= Materials provided =
-=-=-=-=-

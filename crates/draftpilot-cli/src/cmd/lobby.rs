use crate::output::print_result;
use anyhow::Context;
use draftpilot_core::lobby;
use draftpilot_core::Gateway;
use serde_json::json;

pub fn reveal(gateway: &dyn Gateway, no_open: bool, json: bool) -> anyhow::Result<()> {
    let url = lobby::reveal_url(gateway)?;
    if !no_open {
        open::that(&url).with_context(|| format!("failed to open {url}"))?;
    }
    print_result(json, &json!({ "url": url }), &url)
}

pub fn dodge(gateway: &dyn Gateway, json: bool) -> anyhow::Result<()> {
    lobby::dodge(gateway)?;
    print_result(json, &json!({ "dodged": true }), "Left champion select.")
}

pub fn restart_ux(gateway: &dyn Gateway, json: bool) -> anyhow::Result<()> {
    lobby::restart_ux(gateway)?;
    print_result(json, &json!({ "restarted": true }), "Client UI is restarting.")
}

-=-=-=-=-

= What the task requires =
From the first line to the last, return the data above exactly.

= Result =
filename crates/draftpilot-cli/src/cmd/lobby.rs
use crate::output::print_result;
use anyhow::Context;
use draftpilot_core::lobby;
use draftpilot_core::Gateway;
use serde_json::json;

pub fn reveal(gateway: &dyn Gateway, no_open: bool, json: bool) -> anyhow::Result<()> {
    let url = lobby::reveal_url(gateway)?;
    if !no_open {
        open::that(&url).with_context(|| format!("failed to open {url}"))?;
    }
    print_result(json, &json!({ "url": url }), &url)
}

pub fn dodge(gateway: &dyn Gateway, json: bool) -> anyhow::Result<()> {
    lobby::dodge(gateway)?;
    print_result(json, &json!({ "dodged": true }), "Left champion select.")
}

pub fn restart_ux(gateway: &dyn Gateway, json: bool) -> anyhow::Result<()> {
    lobby::restart_ux(gateway)?;
    print_result(json, &json!({ "restarted": true }), "Client UI is restarting.")
}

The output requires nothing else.